The question can be rewriten as:
[tex]2\sin ^2(\theta)=1[/tex]First, we isolate the sin(θ):
[tex]\sin ^2\theta=\frac{1}{2}[/tex]On the left side we have a value of [sin(Θ) ]². The first thing to do, so we isolate Θ, we must calculate the square root in both sides.
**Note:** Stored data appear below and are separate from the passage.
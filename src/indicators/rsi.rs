// =============================================================================
// Relative Strength Index (RSI) — Wilder smoothing
// =============================================================================

/// Compute the latest RSI over `closes` with the given `period` (typically 14).
///
/// Returns `None` when fewer than `period + 1` closes are available. An
/// all-gains series returns 100, an all-losses series returns 0.
pub fn rsi(closes: &[f64], period: usize) -> Option<f64> {
    if period == 0 || closes.len() < period + 1 {
        return None;
    }

    let mut avg_gain = 0.0;
    let mut avg_loss = 0.0;

    // Seed with the simple average of the first `period` changes.
    for w in closes[..=period].windows(2) {
        let delta = w[1] - w[0];
        if delta >= 0.0 {
            avg_gain += delta;
        } else {
            avg_loss -= delta;
        }
    }
    avg_gain /= period as f64;
    avg_loss /= period as f64;

    // Wilder smoothing over the remainder.
    for w in closes[period..].windows(2) {
        let delta = w[1] - w[0];
        let (gain, loss) = if delta >= 0.0 { (delta, 0.0) } else { (0.0, -delta) };
        avg_gain = (avg_gain * (period as f64 - 1.0) + gain) / period as f64;
        avg_loss = (avg_loss * (period as f64 - 1.0) + loss) / period as f64;
    }

    if !avg_gain.is_finite() || !avg_loss.is_finite() {
        return None;
    }

    if avg_loss == 0.0 {
        return Some(if avg_gain == 0.0 { 50.0 } else { 100.0 });
    }

    let rs = avg_gain / avg_loss;
    Some(100.0 - 100.0 / (1.0 + rs))
}
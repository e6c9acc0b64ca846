// =============================================================================
// Three-Gate Admission Filter
// =============================================================================
//
// Stateless check run against every normalized signal:
//
//   Gate 1 — signal validity. Main channel (confidence >= 50) or the
//            exception channel (confidence >= 40 AND confirm ratio > 0.75 AND
//            kind == ICEBERG_CONFIRMED AND age < 30 s), then the kind TTL.
//   Gate 2 — execution feasibility. Reserved hook for order-book slippage and
//            liquidity checks; the baseline passes when a price exists.
//   Gate 3 — environment. Market context must allow trading, the risk mode
//            must not be paused, and the feed heartbeat must be RUNNING.
//            These clauses scope entries only; exit-intent signals are not
//            blocked from reducing risk.
// =============================================================================

use crate::context::{MarketContext, RiskMode};
use crate::runtime_config::GateThresholds;
use crate::signal::{FeedState, Signal};
use crate::types::SignalKind;

/// What the caller intends to do with an admitted signal.
#[derive(Debug, Clone, Copy, PartialEq, Eq)]
pub enum GateIntent {
    /// The signal may open a position; all three gates apply fully.
    Entry,
    /// The signal may only reduce or close exposure; the environment gate's
    /// entry-scoped clauses are skipped.
    Exit,
}

/// Which gate rejected the signal and why.
#[derive(Debug, Clone, PartialEq)]
pub enum GateRejection {
    Signal(String),
    Execution(String),
    Environment(String),
}

impl GateRejection {
    pub fn gate_name(&self) -> &'static str {
        match self {
            Self::Signal(_) => "signal",
            Self::Execution(_) => "execution",
            Self::Environment(_) => "environment",
        }
    }

    pub fn reason(&self) -> &str {
        match self {
            Self::Signal(r) | Self::Execution(r) | Self::Environment(r) => r,
        }
    }
}

impl std::fmt::Display for GateRejection {
    fn fmt(&self, f: &mut std::fmt::Formatter<'_>) -> std::fmt::Result {
        write!(f, "gate {}: {}", self.gate_name(), self.reason())
    }
}

/// Everything the gates need beyond the signal itself.
pub struct GateInputs<'a> {
    pub thresholds: &'a GateThresholds,
    pub context: &'a MarketContext,
    pub heartbeat: FeedState,
    /// Current mark price, if the ring has one.
    pub current_price: Option<f64>,
    /// Confirm ratio from the iceberg statistics, used when the signal does
    /// not carry its own.
    pub confirm_ratio_fallback: f64,
    pub intent: GateIntent,
    pub now_ms: i64,
}

/// Run all three gates in order. `Ok(())` admits the signal.
pub fn evaluate(signal: &Signal, inputs: &GateInputs<'_>) -> Result<(), GateRejection> {
    gate_signal(signal, inputs)?;
    gate_execution(inputs)?;
    gate_environment(inputs)?;
    Ok(())
}

// -----------------------------------------------------------------------------
// Gate 1 — signal validity
// -----------------------------------------------------------------------------

fn gate_signal(signal: &Signal, inputs: &GateInputs<'_>) -> Result<(), GateRejection> {
    let t = inputs.thresholds;
    let age_s = signal.age_s(inputs.now_ms);
    let confirm_ratio = signal.confirm_ratio.unwrap_or(inputs.confirm_ratio_fallback);

    let main = signal.confidence >= t.main_confidence;

    // The exception channel admits lower confidence only for fresh,
    // confirmed icebergs with strong buy confirmation.
    let exception = signal.confidence >= t.exception_confidence
        && confirm_ratio > t.exception_confirm_ratio
        && signal.kind == SignalKind::IcebergConfirmed
        && age_s < t.exception_age_s as f64;

    if !main && !exception {
        return Err(GateRejection::Signal(format!(
            "confidence {:.0} below both channels (ratio {:.2}, age {:.0}s)",
            signal.confidence, confirm_ratio, age_s
        )));
    }

    if signal.is_expired(inputs.now_ms) {
        return Err(GateRejection::Signal(format!(
            "expired: age {:.0}s > ttl {}s",
            age_s, signal.ttl_seconds
        )));
    }

    Ok(())
}

// -----------------------------------------------------------------------------
// Gate 2 — execution feasibility
// -----------------------------------------------------------------------------

fn gate_execution(inputs: &GateInputs<'_>) -> Result<(), GateRejection> {
    // TODO: wire the order-book snapshot in here for spread/slippage checks
    // once the depth endpoint is polled; for now a live price is the bar.
    match inputs.current_price {
        Some(price) if price > 0.0 => Ok(()),
        _ => Err(GateRejection::Execution("no current price".to_string())),
    }
}

// -----------------------------------------------------------------------------
// Gate 3 — environment
// -----------------------------------------------------------------------------

fn gate_environment(inputs: &GateInputs<'_>) -> Result<(), GateRejection> {
    if inputs.intent == GateIntent::Exit {
        // Risk reduction is never blocked by posture.
        return Ok(());
    }

    if !inputs.context.trade_allowed {
        return Err(GateRejection::Environment(
            "market context disallows trading".to_string(),
        ));
    }
    if inputs.context.risk_mode == RiskMode::Paused {
        return Err(GateRejection::Environment("risk mode is paused".to_string()));
    }
    if inputs.heartbeat != FeedState::Running {
        return Err(GateRejection::Environment(format!(
            "feed heartbeat is {}, not RUNNING",
            inputs.heartbeat
        )));
    }

    Ok(())
}

// =============================================================================
// Tests
// =============================================================================
#[cfg(test)]
mod tests {
    use super::*;
    use crate::context::{Regime, TrendBias};
    use crate::types::Direction;

    const T0: i64 = 1_700_000_000_000;

    fn permissive_context() -> MarketContext {
        MarketContext {
            trend_bias: TrendBias::Neutral,
            regime: Regime::Range,
            risk_mode: RiskMode::Normal,
            allowed_leverage_max: 3,
            position_cap_pct: 10.0,
            trade_allowed: true,
            ema_trend: 0.0,
            rsi: 50.0,
            updated_at: T0,
        }
    }

    fn sig(kind: SignalKind, confidence: f64, confirm_ratio: Option<f64>, age_s: i64) -> Signal {
        Signal {
            id: "t".into(),
            kind,
            direction: Direction::Long,
            confidence,
            confirm_ratio,
            price: 0.128,
            volume: 0.0,
            timestamp_ms: T0 - age_s * 1000,
            ttl_seconds: match kind {
                SignalKind::IcebergConfirmed => 60,
                SignalKind::IcebergDetected => 45,
                SignalKind::State => 180,
                SignalKind::Resonance => 120,
            },
            symbol: "DOGE-USDT".into(),
            iceberg_level: None,
            market_state: None,
            k_god_status: None,
        }
    }

    fn inputs<'a>(
        thresholds: &'a GateThresholds,
        context: &'a MarketContext,
        heartbeat: FeedState,
    ) -> GateInputs<'a> {
        GateInputs {
            thresholds,
            context,
            heartbeat,
            current_price: Some(0.128),
            confirm_ratio_fallback: 0.5,
            intent: GateIntent::Entry,
            now_ms: T0,
        }
    }

    #[test]
    fn main_channel_admits_confident_signal() {
        let t = GateThresholds::default();
        let ctx = permissive_context();
        let inp = inputs(&t, &ctx, FeedState::Running);
        let s = sig(SignalKind::IcebergConfirmed, 75.0, Some(0.8), 10);
        assert!(evaluate(&s, &inp).is_ok());
    }

    #[test]
    fn below_both_channels_is_rejected() {
        let t = GateThresholds::default();
        let ctx = permissive_context();
        let inp = inputs(&t, &ctx, FeedState::Running);
        let s = sig(SignalKind::IcebergConfirmed, 39.0, Some(0.9), 5);
        let err = evaluate(&s, &inp).unwrap_err();
        assert_eq!(err.gate_name(), "signal");
    }

    #[test]
    fn exception_channel_admits_fresh_confirmed_iceberg() {
        let t = GateThresholds::default();
        let ctx = permissive_context();
        let inp = inputs(&t, &ctx, FeedState::Running);

        // confidence 45, ratio 0.80, confirmed, 10 s old: admitted.
        let s = sig(SignalKind::IcebergConfirmed, 45.0, Some(0.80), 10);
        assert!(evaluate(&s, &inp).is_ok());

        // Same but ratio 0.70: rejected.
        let s = sig(SignalKind::IcebergConfirmed, 45.0, Some(0.70), 10);
        assert!(evaluate(&s, &inp).is_err());
    }

    #[test]
    fn exception_channel_is_confirmed_only() {
        let t = GateThresholds::default();
        let ctx = permissive_context();
        let inp = inputs(&t, &ctx, FeedState::Running);
        let s = sig(SignalKind::IcebergDetected, 45.0, Some(0.9), 5);
        assert!(evaluate(&s, &inp).is_err());
    }

    #[test]
    fn exception_channel_requires_freshness() {
        let t = GateThresholds::default();
        let ctx = permissive_context();
        let inp = inputs(&t, &ctx, FeedState::Running);
        let s = sig(SignalKind::IcebergConfirmed, 45.0, Some(0.9), 35);
        assert!(evaluate(&s, &inp).is_err());
    }

    #[test]
    fn fallback_confirm_ratio_feeds_the_exception_channel() {
        let t = GateThresholds::default();
        let ctx = permissive_context();
        let mut inp = inputs(&t, &ctx, FeedState::Running);
        inp.confirm_ratio_fallback = 0.9;
        let s = sig(SignalKind::IcebergConfirmed, 45.0, None, 10);
        assert!(evaluate(&s, &inp).is_ok());
    }

    #[test]
    fn expired_signal_is_rejected_even_when_confident() {
        let t = GateThresholds::default();
        let ctx = permissive_context();
        let inp = inputs(&t, &ctx, FeedState::Running);
        let s = sig(SignalKind::IcebergConfirmed, 95.0, Some(0.8), 61);
        let err = evaluate(&s, &inp).unwrap_err();
        assert!(err.reason().contains("expired"));
    }

    #[test]
    fn missing_price_fails_the_execution_gate() {
        let t = GateThresholds::default();
        let ctx = permissive_context();
        let mut inp = inputs(&t, &ctx, FeedState::Running);
        inp.current_price = None;
        let s = sig(SignalKind::IcebergConfirmed, 75.0, Some(0.8), 10);
        assert_eq!(evaluate(&s, &inp).unwrap_err().gate_name(), "execution");
    }

    #[test]
    fn environment_gate_requires_running_heartbeat() {
        let t = GateThresholds::default();
        let ctx = permissive_context();
        for state in [FeedState::Paused, FeedState::Cooldown, FeedState::Error] {
            let inp = inputs(&t, &ctx, state);
            let s = sig(SignalKind::IcebergConfirmed, 75.0, Some(0.8), 10);
            assert_eq!(evaluate(&s, &inp).unwrap_err().gate_name(), "environment");
        }
    }

    #[test]
    fn environment_gate_respects_context() {
        let t = GateThresholds::default();
        let s = sig(SignalKind::IcebergConfirmed, 75.0, Some(0.8), 10);

        let mut ctx = permissive_context();
        ctx.trade_allowed = false;
        let inp = inputs(&t, &ctx, FeedState::Running);
        assert_eq!(evaluate(&s, &inp).unwrap_err().gate_name(), "environment");

        let mut ctx = permissive_context();
        ctx.risk_mode = RiskMode::Paused;
        ctx.trade_allowed = true;
        let inp = inputs(&t, &ctx, FeedState::Running);
        assert_eq!(evaluate(&s, &inp).unwrap_err().gate_name(), "environment");
    }

    #[test]
    fn exit_intent_skips_the_environment_gate() {
        let t = GateThresholds::default();
        let mut ctx = permissive_context();
        ctx.trade_allowed = false;
        ctx.risk_mode = RiskMode::Paused;
        let mut inp = inputs(&t, &ctx, FeedState::Paused);
        inp.intent = GateIntent::Exit;
        let s = sig(SignalKind::IcebergConfirmed, 92.0, Some(0.8), 10);
        assert!(evaluate(&s, &inp).is_ok());
    }
}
It results in the following:
[tex]\begin{gathered} \sqrt[]{\sin^2\theta}=\sqrt{\frac{1}{2}} \\ \sin \theta=\pm\sqrt[]{\frac{1}{2}}=\pm\frac{\sqrt[]{2}}{2} \end{gathered}[/tex]If we apply the inverse function (sin⁻¹) in both sides, we can do as follow:
[tex]\begin{gathered} \sin ^{-1}(\sin (\theta))=\sin ^{-1}(\pm\frac{\sqrt[]{2}}{2}) \\ \theta=\sin ^{-1}(\pm\frac{\sqrt[]{2}}{2}) \end{gathered}[/tex]If we use ta unitary circle to better look at this, we can find two values of θ for each sine of θ. It is:
For the positive value of sin(θ), we find:
[tex]\begin{gathered} \theta=45\degree=\frac{\pi}{4} \\ \theta=135\degree=\frac{3\pi}{4} \end{gathered}[/tex]For the negative value of sin(θ), we find:
[tex]\begin{gathered} \theta=225\degree=\frac{5\pi}{4} \\ \theta=315\degree=\frac{7\pi}{4} \end{gathered}[/tex]Because θ is from 0 to 2π, all this values satisfy the trigonometric equation. If you task is to find a single value for θ, you may use the fist one: π/4. Because it is more usual to work with sine with θ in the range of -π/2 to π/2, and the positive value is preferable.